Economically our view is, after a dismal first half, world and US growth should again return to an above trend 3% handle from the current quarter forward. Currently there are almost no hard activity data on Q3, but the monthly run rate into the quarter and forward-looking surveys are keeping us confident that we will finally get a quarter that meets or surpasses our forecast. Beyond the current quarter, we remain upbeat. We believe world and US economic growth has the ability to cruise forward at a comfortable 3% plus pace.
We continue to believe there is a heightened risk to bonds, and believe the first rate hike will happen one year from now. Once that happens, the “realization shock” will most certainly create a challenging environment for bonds.
We still have minor disappointment regarding the first half of the year. The unpredictable weather conditions simply knocked the economy for a loop. The markets have made a strong move to start the year, so we may be due to pull back. But, the economy is on firm footing and we continue to believe that a strong economy will lead to higher long-term equity prices.
The recent downward revision of US 1Q14 real GDP growth to -2.9% was clearly disappointing. With the US delivering its weakest non-recessionary outcome in the post-World War II era, last quarter’s global GDP gain of just 1.4% annualized is the lowest of the expansion. Incorporating this result into our forecasts sends a sobering message.
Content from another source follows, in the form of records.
/// Local membership edits that are queued but not yet written, by element id.
#[derive(Default)]
struct PendingEdits {
    adds: HashMap<String, usize>,
    removes: HashMap<String, usize>,
}

impl PendingEdits {
    fn begin(&mut self, intent: &Intent) {
        match intent {
            Intent::Added(element) => *self.adds.entry(element.id.clone()).or_default() += 1,
            Intent::Removed(id) => *self.removes.entry(id.clone()).or_default() += 1,
            _ => {}
        }
    }

    fn finish(&mut self, intent: &Intent) {
        match intent {
            Intent::Added(element) => settle(&mut self.adds, &element.id),
            Intent::Removed(id) => settle(&mut self.removes, id),
            _ => {}
        }
    }
}

fn settle(counts: &mut HashMap<String, usize>, id: &str) {
    if let Some(count) = counts.get_mut(id) {
        *count -= 1;
        if *count == 0 {
            counts.remove(id);
        }
    }
}

struct Lifecycle {
    phase: NetworkState,
    listeners: Vec<Subscription>,
    intents: Option<mpsc::UnboundedSender<Intent>>,
    worker: Option<JoinHandle<()>>,
}

struct Inner {
    id: String,
    graph: Arc<Graph>,
    handle: Arc<StoreHandle>,
    secret: Secret,
    config: SyncConfig,
    retry: RetryPolicy,
    doc: JsonSyncher,
    errors: Arc<EventBus<SyncFailure>>,
    children: Mutex<HashMap<String, ElementSyncher>>,
    pending: Mutex<PendingEdits>,
    lifecycle: Mutex<Lifecycle>,
}

/// Keeps a `Graph` and the documents of one network in sync.
#[derive(Clone)]
pub struct NetworkSyncher {
    inner: Arc<Inner>,
}
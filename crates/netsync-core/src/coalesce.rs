//! Write coalescing: keep only the latest value per window.
//!
//! The first push after a flush opens a window of `interval`; later pushes
//! replace the pending value without extending the window, so a continuous
//! drag still writes at most once per interval.

use std::time::Duration;
use tokio::time::Instant;

#[derive(Debug)]
pub struct CoalescingQueue<T> {
    interval: Duration,
    pending: Option<T>,
    due_at: Option<Instant>,
    coalesced: u64,
}

impl<T> CoalescingQueue<T> {
    pub fn new(interval: Duration) -> Self {
        Self {
            interval,
            pending: None,
            due_at: None,
            coalesced: 0,
        }
    }

    pub fn push(&mut self, value: T) {
        if self.pending.replace(value).is_some() {
            self.coalesced += 1;
        }
        if self.due_at.is_none() {
            self.due_at = Some(Instant::now() + self.interval);
        }
    }

    /// When the pending value should be written, if any.
    pub fn due_at(&self) -> Option<Instant> {
        self.due_at
    }

    pub fn has_pending(&self) -> bool {
        self.pending.is_some()
    }

    /// Take the pending value regardless of the window.
    pub fn flush(&mut self) -> Option<T> {
        self.due_at = None;
        self.pending.take()
    }

    /// Take the pending value only if its window has elapsed.
    pub fn take_due(&mut self, now: Instant) -> Option<T> {
        match self.due_at {
            Some(due) if due <= now => self.flush(),
            _ => None,
        }
    }

    /// Values replaced before they were written.
    pub fn coalesced(&self) -> u64 {
        self.coalesced
    }
}

#[cfg(test)]
mod tests {
    use super::*;

    #[tokio::test(start_paused = true)]
    async fn test_keeps_latest_value() {
        let mut queue = CoalescingQueue::new(Duration::from_millis(250));
        for i in 0..10 {
            queue.push(i);
        }
        assert_eq!(queue.coalesced(), 9);
        assert_eq!(queue.flush(), Some(9));
        assert_eq!(queue.flush(), None);
        assert!(queue.due_at().is_none());
    }

    #[tokio::test(start_paused = true)]
    async fn test_window_does_not_slide() {
        let mut queue = CoalescingQueue::new(Duration::from_millis(250));
        queue.push(1);
        let due = queue.due_at().unwrap();

        tokio::time::advance(Duration::from_millis(200)).await;
        queue.push(2);
        assert_eq!(queue.due_at(), Some(due));
        assert_eq!(queue.take_due(Instant::now()), None);

        tokio::time::advance(Duration::from_millis(50)).await;
        assert_eq!(queue.take_due(Instant::now()), Some(2));
        assert!(!queue.has_pending());
    }
}
//! Point-in-time copies of a network: `snapshot_<uuid>` documents.
//!
//! Operates directly on one replica (normally the remote one). Restoring
//! rewrites the element documents and the network document; clients pick the
//! result up through replication like any other remote change.

use crate::document::{Document, Fields};
use crate::store::{self, DocumentStore, StoreError};
use serde::{Deserialize, Serialize};
use serde_json::{Value, json};
use std::sync::Arc;
use std::time::{SystemTime, UNIX_EPOCH};
use tracing::{debug, info};
use uuid::Uuid;

pub const DESIGN_DOC_ID: &str = "_design/doc";
pub const SNAPSHOT_PREFIX: &str = "snapshot_";

const SNAPSHOTS_MAP: &str = "function (doc) { if (doc.snapshot) { emit([doc.network, doc.timestamp], null); } }";

#[derive(Debug, Clone, PartialEq, Eq, Serialize, Deserialize)]
pub struct SnapshotSummary {
    pub id: String,
    pub network: String,
    /// Milliseconds since the Unix epoch
    pub timestamp: u64,
    pub elements: usize,
}

impl SnapshotSummary {
    fn from_document(doc: &Document) -> Option<Self> {
        if doc.get("snapshot").and_then(Value::as_bool) != Some(true) {
            return None;
        }
        Some(Self {
            id: doc.id.clone(),
            network: doc.get("network")?.as_str()?.to_string(),
            timestamp: doc.get("timestamp")?.as_u64()?,
            elements: doc.get("elements").and_then(Value::as_array).map_or(0, Vec::len),
        })
    }
}

fn now_millis() -> u64 {
    SystemTime::now()
        .duration_since(UNIX_EPOCH)
        .map(|d| d.as_millis() as u64)
        .unwrap_or(0)
}

pub struct Snapshots {
    store: Arc<dyn DocumentStore>,
}

impl Snapshots {
    pub fn new(store: Arc<dyn DocumentStore>) -> Self {
        Self { store }
    }

    /// Ensure the design document with the `snapshots` view exists.
    pub async fn install_design_doc(&self) -> store::Result<()> {
        let views = json!({ "snapshots": { "map": SNAPSHOTS_MAP } });
        let mut doc = match self.store.get(DESIGN_DOC_ID).await {
            Ok(doc) if doc.get("views") == Some(&views) => return Ok(()),
            Ok(doc) => doc,
            Err(StoreError::NotFound(_)) => Document::new(DESIGN_DOC_ID, Fields::new()),
            Err(e) => return Err(e),
        };
        doc.fields.insert("views".into(), views);
        self.store.put(&doc).await?;
        info!("Installed {}", DESIGN_DOC_ID);
        Ok(())
    }

    /// Copy the network's data and full element bodies into a new snapshot.
    pub async fn create(&self, network_id: &str) -> store::Result<SnapshotSummary> {
        let network = self.store.get(network_id).await?;
        let mut elements = Vec::new();
        for id in network.element_ids() {
            match self.store.get(&id).await {
                Ok(element) => {
                    let mut body = element.fields;
                    body.insert("id".into(), Value::String(id));
                    elements.push(Value::Object(body));
                }
                Err(StoreError::NotFound(_)) => debug!("Skipping missing element {} in snapshot", id),
                Err(e) => return Err(e),
            }
        }

        let id = format!("{}{}", SNAPSHOT_PREFIX, Uuid::new_v4());
        let mut fields = Fields::new();
        fields.insert("snapshot".into(), Value::Bool(true));
        fields.insert("network".into(), Value::String(network_id.to_string()));
        fields.insert("timestamp".into(), json!(now_millis()));
        fields.insert(
            "data".into(),
            network.get("data").cloned().unwrap_or_else(|| json!({})),
        );
        fields.insert("elements".into(), Value::Array(elements));

        let doc = Document::new(id.clone(), fields);
        self.store.put(&doc).await?;
        let summary = SnapshotSummary::from_document(&doc)
            .ok_or_else(|| StoreError::InvalidDocument(id.clone()))?;
        info!("Created {} of {} with {} element(s)", id, network_id, summary.elements);
        Ok(summary)
    }

    /// Snapshots of `network_id`, newest first.
    pub async fn list(&self, network_id: &str) -> store::Result<Vec<SnapshotSummary>> {
        let mut snapshots: Vec<SnapshotSummary> = self
            .store
            .all_documents()
            .await?
            .iter()
            .filter(|doc| doc.id.starts_with(SNAPSHOT_PREFIX))
            .filter_map(SnapshotSummary::from_document)
            .filter(|summary| summary.network == network_id)
            .collect();
        snapshots.sort_by(|a, b| b.timestamp.cmp(&a.timestamp).then_with(|| b.id.cmp(&a.id)));
        Ok(snapshots)
    }

    /// Rewrite the element documents and the network document from a snapshot.
    pub async fn restore(&self, network_id: &str, snapshot_id: &str) -> store::Result<Document> {
        let snapshot = self.store.get(snapshot_id).await?;
        let summary = SnapshotSummary::from_document(&snapshot)
            .ok_or_else(|| StoreError::InvalidDocument(format!("{} is not a snapshot", snapshot_id)))?;
        if summary.network != network_id {
            return Err(StoreError::InvalidDocument(format!(
                "{} belongs to network {}",
                snapshot_id, summary.network
            )));
        }

        let bodies = snapshot
            .get("elements")
            .and_then(Value::as_array)
            .cloned()
            .unwrap_or_default();
        let mut ids = Vec::new();
        for body in bodies {
            let Value::Object(mut body) = body else { continue };
            let Some(Value::String(id)) = body.remove("id") else { continue };
            self.overwrite(&id, body).await?;
            ids.push(Value::String(id));
        }

        let mut network = Fields::new();
        network.insert("elements".into(), Value::Array(ids));
        network.insert(
            "data".into(),
            snapshot.get("data").cloned().unwrap_or_else(|| json!({})),
        );
        self.overwrite(network_id, network).await?;
        info!("Restored {} from {}", network_id, snapshot_id);
        self.store.get(network_id).await
    }

    /// Replace a document's payload, creating it if missing or deleted.
    async fn overwrite(&self, id: &str, fields: Fields) -> store::Result<()> {
        let mut doc = match self.store.get(id).await {
            Ok(doc) => doc,
            Err(StoreError::NotFound(_)) => Document::new(id, Fields::new()),
            Err(e) => return Err(e),
        };
        doc.replace_fields(&fields);
        self.store.put(&doc).await?;
        Ok(())
    }
}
At 1.5% and 2.6% respectively, US and global growth for the year are now projected to slow relative to last year to a pace that is below potential.
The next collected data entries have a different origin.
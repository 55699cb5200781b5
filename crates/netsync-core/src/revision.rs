//! Revision: opaque per-write version token assigned by the document store.
//!
//! Rendered as `<generation>-<hash>` (e.g. `3-9f2c4e1a0b7d6c55a1e0f3b2c4d5e6f7`). The generation
//! counts edits along a branch; the hash identifies the edit. Revisions are
//! totally ordered by `(generation, hash)`, which is how every replica picks
//! the same winner among conflicting leaves.

use serde::{Deserialize, Deserializer, Serialize, Serializer};
use sha2::{Digest, Sha256};
use std::fmt::{self, Display, Formatter};
use std::str::FromStr;
use thiserror::Error;

/// Maximum ancestry length kept per revision.
pub const REVS_LIMIT: usize = 1000;

/// Hex characters of the SHA-256 digest kept in a revision hash.
const HASH_LEN: usize = 32;

#[derive(Debug, Error, PartialEq, Eq)]
pub enum RevisionError {
    #[error("Invalid revision format: {0}")]
    InvalidFormat(String),
    #[error("Invalid generation: {0}")]
    InvalidGeneration(#[from] std::num::ParseIntError),
}

#[derive(Debug, Clone, PartialEq, Eq, Hash)]
pub struct Revision {
    generation: u64,
    hash: String,
}

impl Revision {
    /// Derive the revision for an edit on top of `parent`.
    ///
    /// Same parent plus same body yields the same revision on every replica.
    pub fn next(parent: Option<&Revision>, body: &serde_json::Map<String, serde_json::Value>, deleted: bool) -> Self {
        let mut hasher = Sha256::new();
        if let Some(parent) = parent {
            hasher.update(parent.to_string().as_bytes());
        }
        hasher.update([0u8]);
        hasher.update(serde_json::Value::Object(body.clone()).to_string().as_bytes());
        hasher.update([deleted as u8]);

        Self {
            generation: parent.map(|p| p.generation).unwrap_or(0) + 1,
            hash: truncated_hex(&hasher.finalize()),
        }
    }

    pub fn generation(&self) -> u64 {
        self.generation
    }

    pub fn hash(&self) -> &str {
        &self.hash
    }
}

/// Hex-encode a digest, keeping the first `HASH_LEN` characters.
fn truncated_hex(digest: &[u8]) -> String {
    let mut hex = hex::encode(digest);
    hex.truncate(HASH_LEN);
    hex
}

impl Ord for Revision {
    fn cmp(&self, other: &Self) -> std::cmp::Ordering {
        self.generation
            .cmp(&other.generation)
            .then_with(|| self.hash.cmp(&other.hash))
    }
}

impl PartialOrd for Revision {
    fn partial_cmp(&self, other: &Self) -> Option<std::cmp::Ordering> {
        Some(self.cmp(other))
    }
}

impl Display for Revision {
    fn fmt(&self, f: &mut Formatter<'_>) -> fmt::Result {
        write!(f, "{}-{}", self.generation, self.hash)
    }
}

impl FromStr for Revision {
    type Err = RevisionError;

    fn from_str(s: &str) -> Result<Self, Self::Err> {
        let (generation, hash) = s
            .split_once('-')
            .ok_or_else(|| RevisionError::InvalidFormat(s.to_string()))?;
        if hash.is_empty() {
            return Err(RevisionError::InvalidFormat(s.to_string()));
        }
        Ok(Self {
            generation: generation.parse()?,
            hash: hash.to_string(),
        })
    }
}

impl Serialize for Revision {
    fn serialize<S: Serializer>(&self, serializer: S) -> Result<S::Ok, S::Error> {
        serializer.collect_str(self)
    }
}

impl<'de> Deserialize<'de> for Revision {
    fn deserialize<D: Deserializer<'de>>(deserializer: D) -> Result<Self, D::Error> {
        let s = String::deserialize(deserializer)?;
        s.parse().map_err(serde::de::Error::custom)
    }
}

/// How an incoming revision relates to the one we hold.
#[derive(Debug, Clone, Copy, PartialEq, Eq)]
pub enum RevisionRelation {
    /// Same revision.
    Same,
    /// Incoming revision descends from ours.
    Descendant,
    /// Incoming revision is one of our ancestors (stale).
    Ancestor,
    /// Neither history contains the other.
    Concurrent,
}

/// Compare two revision histories (newest first, each starting with its own revision).
pub fn relation(ours: &[Revision], theirs: &[Revision]) -> RevisionRelation {
    match (ours.first(), theirs.first()) {
        (Some(a), Some(b)) if a == b => RevisionRelation::Same,
        (Some(a), Some(_)) if theirs.contains(a) => RevisionRelation::Descendant,
        (Some(_), Some(b)) if ours.contains(b) => RevisionRelation::Ancestor,
        (None, Some(_)) => RevisionRelation::Descendant,
        _ => RevisionRelation::Concurrent,
    }
}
A global economy that is unable to expand above its potential under such enviable economic conditions contrasts with the narrative we wove at the start of the year. But, there are reasons for the disappointment. The message from global data we track pointed to global GDP accelerating in the second half of last year followed by some moderation at the start of this year. Specifically, these indicators correctly signaled multiple sources of disappointment; weak emerging market domestic demand, unusual weather and global inventory investment.
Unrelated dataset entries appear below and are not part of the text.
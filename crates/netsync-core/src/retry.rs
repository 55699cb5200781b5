//! Exponential backoff for scheduled writes and replication passes.

use crate::error::Result;
use std::future::Future;
use std::time::Duration;
use tracing::{debug, warn};

#[derive(Debug, Clone, PartialEq)]
pub struct RetryPolicy {
    /// Delay before the first retry
    pub initial_delay: Duration,
    /// Maximum delay between attempts
    pub max_delay: Duration,
    /// Multiplier for exponential backoff
    pub backoff_factor: f64,
    /// Maximum number of attempts, first try included (None = unlimited)
    pub max_attempts: Option<u32>,
}

impl Default for RetryPolicy {
    fn default() -> Self {
        Self {
            initial_delay: Duration::from_millis(200),
            max_delay: Duration::from_secs(10),
            backoff_factor: 2.0,
            max_attempts: Some(5),
        }
    }
}

impl RetryPolicy {
    /// Check if `attempts` failures exhaust the policy.
    pub fn exhausted(&self, attempts: u32) -> bool {
        self.max_attempts.map(|max| attempts >= max).unwrap_or(false)
    }
}

/// Calculates the delay before retry number `attempt` (1-based).
pub fn calculate_backoff(attempt: u32, policy: &RetryPolicy) -> Duration {
    let delay_secs = policy.initial_delay.as_secs_f64()
        * policy.backoff_factor.powi(attempt.saturating_sub(1) as i32);

    Duration::from_secs_f64(delay_secs.min(policy.max_delay.as_secs_f64()))
}

/// Run `op` until it succeeds, fails permanently, or exhausts `policy`.
///
/// Only transient errors (see `SyncError::is_transient`) are retried.
pub async fn with_backoff<T, F, Fut>(policy: &RetryPolicy, label: &str, mut op: F) -> Result<T>
where
    F: FnMut() -> Fut,
    Fut: Future<Output = Result<T>>,
{
    let mut attempts = 0;
    loop {
        match op().await {
            Ok(value) => return Ok(value),
            Err(e) if e.is_transient() => {
                attempts += 1;
                if policy.exhausted(attempts) {
                    warn!("{} failed after {} attempts: {}", label, attempts, e);
                    return Err(e);
                }
                let delay = calculate_backoff(attempts, policy);
                debug!("{} failed ({}), retrying in {:?}", label, e, delay);
                tokio::time::sleep(delay).await;
            }
            Err(e) => return Err(e),
        }
    }
}
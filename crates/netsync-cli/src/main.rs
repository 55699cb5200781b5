//! netsync: edit a replicated network from the command line.
//!
//! Each invocation pulls from the remote replica, applies one command to the
//! network's graph, writes the result locally and pushes it back.

use anyhow::{Context, Result};
use clap::{Parser, Subcommand};
use netsync_cli::{Session, SessionOptions};
use netsync_core::{Fields, Position, Secret, SyncConfig};
use serde_json::Value;
use std::path::PathBuf;
use tracing::info;
use tracing_subscriber::EnvFilter;

#[derive(Parser, Debug)]
#[command(name = "netsync")]
#[command(about = "Replicated network documents")]
struct Args {
    /// Directory holding the local replica
    #[arg(long, default_value = ".netsync/local")]
    data_dir: PathBuf,

    /// Directory holding the remote replica
    #[arg(long, default_value = ".netsync/remote")]
    remote_dir: PathBuf,

    /// Network (collection and document) id
    #[arg(short, long, default_value = "default")]
    network: String,

    /// Write secret for the network
    #[arg(long, env = "NETSYNC_SECRET", default_value = "")]
    secret: String,

    /// YAML sync configuration
    #[arg(long)]
    config: Option<PathBuf>,

    /// Enable verbose logging
    #[arg(long)]
    verbose: bool,

    #[command(subcommand)]
    command: Command,
}

#[derive(Subcommand, Debug)]
enum Command {
    /// Create the network if it does not exist
    Init,
    /// Print the network as JSON
    Show,
    /// Add a node
    AddNode {
        id: String,
        #[arg(long, default_value = "")]
        label: String,
        #[arg(long, default_value_t = 0.0)]
        x: f64,
        #[arg(long, default_value_t = 0.0)]
        y: f64,
    },
    /// Add an edge between two nodes
    AddEdge {
        id: String,
        source: String,
        target: String,
    },
    /// Set a data field on an element (or on the network, by its id)
    Set {
        id: String,
        key: String,
        /// JSON value; anything that does not parse is taken as a string
        value: String,
    },
    /// Move a node
    Move { id: String, x: f64, y: f64 },
    /// Remove an element (a node takes its edges with it)
    Remove { id: String },
    /// Replicate without editing
    Sync,
    /// Manage snapshots on the remote replica
    #[command(subcommand)]
    Snapshot(SnapshotCommand),
}

#[derive(Subcommand, Debug)]
enum SnapshotCommand {
    Create,
    List,
    Restore { snapshot_id: String },
}

fn parse_value(raw: &str) -> Value {
    serde_json::from_str(raw).unwrap_or_else(|_| Value::String(raw.to_string()))
}

async fn run(session: &Session, command: Command) -> Result<()> {
    match command {
        Command::Init | Command::Sync => {}
        Command::Show => {
            println!("{}", serde_json::to_string_pretty(&session.show())?);
            return Ok(());
        }
        Command::AddNode { id, label, x, y } => {
            let mut data = Fields::new();
            if !label.is_empty() {
                data.insert("label".into(), Value::String(label));
            }
            session.add_node(&id, data, Position { x, y })?;
        }
        Command::AddEdge { id, source, target } => {
            session.add_edge(&id, &source, &target, Fields::new())?;
        }
        Command::Set { id, key, value } => session.set(&id, &key, parse_value(&value))?,
        Command::Move { id, x, y } => session.move_to(&id, Position { x, y })?,
        Command::Remove { id } => session.remove(&id)?,
        Command::Snapshot(SnapshotCommand::Create) => {
            let snapshots = session.snapshots();
            snapshots.install_design_doc().await?;
            let summary = snapshots.create(session.network().id()).await?;
            println!("{}", serde_json::to_string_pretty(&summary)?);
            return Ok(());
        }
        Command::Snapshot(SnapshotCommand::List) => {
            let list = session.snapshots().list(session.network().id()).await?;
            println!("{}", serde_json::to_string_pretty(&list)?);
            return Ok(());
        }
        Command::Snapshot(SnapshotCommand::Restore { snapshot_id }) => {
            session
                .snapshots()
                .restore(session.network().id(), &snapshot_id)
                .await?;
        }
    }

    let report = session.commit().await?;
    info!(
        "Replicated: pulled {}, pushed {}, {} remote change(s)",
        report.pulled, report.pushed, report.changed
    );
    Ok(())
}

#[tokio::main]
async fn main() -> Result<()> {
    let args = Args::parse();

    // Set up logging - respects RUST_LOG env var, defaults to info (or debug with --verbose)
    let default_filter = if args.verbose {
        "debug,netsync=debug,netsync_cli=debug,netsync_core=debug"
    } else {
        "info,netsync=info,netsync_cli=info,netsync_core=info"
    };
    let filter = EnvFilter::try_from_default_env().unwrap_or_else(|_| EnvFilter::new(default_filter));
    tracing_subscriber::fmt()
        .with_env_filter(filter)
        .with_writer(std::io::stderr)
        .init();

    let config = match &args.config {
        Some(path) => SyncConfig::load(path).with_context(|| format!("loading {}", path.display()))?,
        None => SyncConfig::default(),
    };

    let session = Session::open(SessionOptions {
        data_dir: args.data_dir,
        remote_dir: args.remote_dir,
        network: args.network,
        secret: Secret::new(args.secret),
        config,
    })
    .await?;

    let result = run(&session, args.command).await;
    session.close();
    result
}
If there is any comfort to be taken from the economic lag, it lies in the recognition that policymakers and markets are generally discounting the message from GDP reports as an aberration. At the same time, even if 1H14 is a clear disappointment, we continue to take some signal from our global PMI and global GDP forecasts. This week’s surprising gain in both the global manufacturing and services flash PMIs for June suggests global real GDP is accelerating to 4.2% annualized pace this month. How much weight to put on this, following the negative errors in these trackers early this year, is a key question. For now, we are taking them as encouraging signs of rebound from a first quarter we would like to forget.